## What you will do
When a line in the records contains the string "StoreSettings", copy that line.

[Start of Attachment]

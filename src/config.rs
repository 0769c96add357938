//! Runtime configuration read from the environment
//!
//! The binary loads a `.env` file (if present) before reading these
//! variables, so either source works.

use std::path::PathBuf;
use thiserror::Error;

pub const NEO4J_URI: &str = "NEO4J_URI";
pub const NEO4J_USERNAME: &str = "NEO4J_USERNAME";
pub const NEO4J_PASSWORD: &str = "NEO4J_PASSWORD";
pub const NEO4J_DATABASE: &str = "NEO4J_DATABASE";
pub const RISKGRAPH_DB: &str = "RISKGRAPH_DB";
pub const OLLAMA_HOST: &str = "OLLAMA_HOST";
pub const OLLAMA_MODEL: &str = "OLLAMA_MODEL";

pub const DEFAULT_NEO4J_DATABASE: &str = "neo4j";
pub const DEFAULT_OLLAMA_HOST: &str = "http://localhost:11434";
pub const DEFAULT_OLLAMA_MODEL: &str = "llama3.1:8b";

/// Errors in startup configuration. Always fatal.
#[derive(Debug, Error)]
pub enum ConfigError {
    #[error("{0} must be set when NEO4J_URI is set")]
    Missing(&'static str),
}

/// Neo4j connection parameters
#[derive(Debug, Clone, PartialEq, Eq)]
pub struct Neo4jSettings {
    pub uri: String,
    pub username: String,
    pub password: String,
    pub database: String,
}

/// Which graph store to open
#[derive(Debug, Clone, PartialEq, Eq)]
pub enum StoreSettings {
    Sqlite { path: PathBuf },
    Neo4j(Neo4jSettings),
}

/// Chat model endpoint
#[derive(Debug, Clone, PartialEq, Eq)]
pub struct ModelSettings {
    pub base_url: String,
    pub model: String,
}

/// Complete runtime configuration
#[derive(Debug, Clone, PartialEq, Eq)]
pub struct Settings {
    pub store: StoreSettings,
    pub model: ModelSettings,
}

/// Get the default database path (~/.local/share/riskgraph/riskgraph.db)
pub fn default_db_path() -> PathBuf {
    let data_dir = dirs::data_dir()
        .unwrap_or_else(|| dirs::home_dir().unwrap_or_default().join(".local/share"));
    data_dir.join("riskgraph").join("riskgraph.db")
}

impl Settings {
    /// Read settings from the process environment.
    ///
    /// `db_override` (the `--db` flag) takes precedence over `RISKGRAPH_DB`
    /// but is ignored when `NEO4J_URI` selects the Neo4j backend.
    pub fn from_env(db_override: Option<PathBuf>) -> Result<Self, ConfigError> {
        Self::from_lookup(|key| std::env::var(key).ok(), db_override)
    }

    /// Read settings through an arbitrary variable lookup
    pub fn from_lookup<F>(lookup: F, db_override: Option<PathBuf>) -> Result<Self, ConfigError>
    where
        F: Fn(&str) -> Option<String>,
    {
        let var = |key: &str| lookup(key).filter(|v| !v.trim().is_empty());

        let store = match var(NEO4J_URI) {
            Some(uri) => StoreSettings::Neo4j(Neo4jSettings {
                uri,
                username: var(NEO4J_USERNAME).ok_or(ConfigError::Missing(NEO4J_USERNAME))?,
                password: var(NEO4J_PASSWORD).ok_or(ConfigError::Missing(NEO4J_PASSWORD))?,
                database: var(NEO4J_DATABASE).unwrap_or_else(|| DEFAULT_NEO4J_DATABASE.to_string()),
            }),
            None => StoreSettings::Sqlite {
                path: db_override
                    .or_else(|| var(RISKGRAPH_DB).map(PathBuf::from))
                    .unwrap_or_else(default_db_path),
            },
        };

        let model = ModelSettings {
            base_url: var(OLLAMA_HOST).unwrap_or_else(|| DEFAULT_OLLAMA_HOST.to_string()),
            model: var(OLLAMA_MODEL).unwrap_or_else(|| DEFAULT_OLLAMA_MODEL.to_string()),
        };

        Ok(Self { store, model })
    }
}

[End of Attachment]

## Reply
pub enum StoreSettings {
    pub store: StoreSettings,
            Some(uri) => StoreSettings::Neo4j(Neo4jSettings {
            None => StoreSettings::Sqlite {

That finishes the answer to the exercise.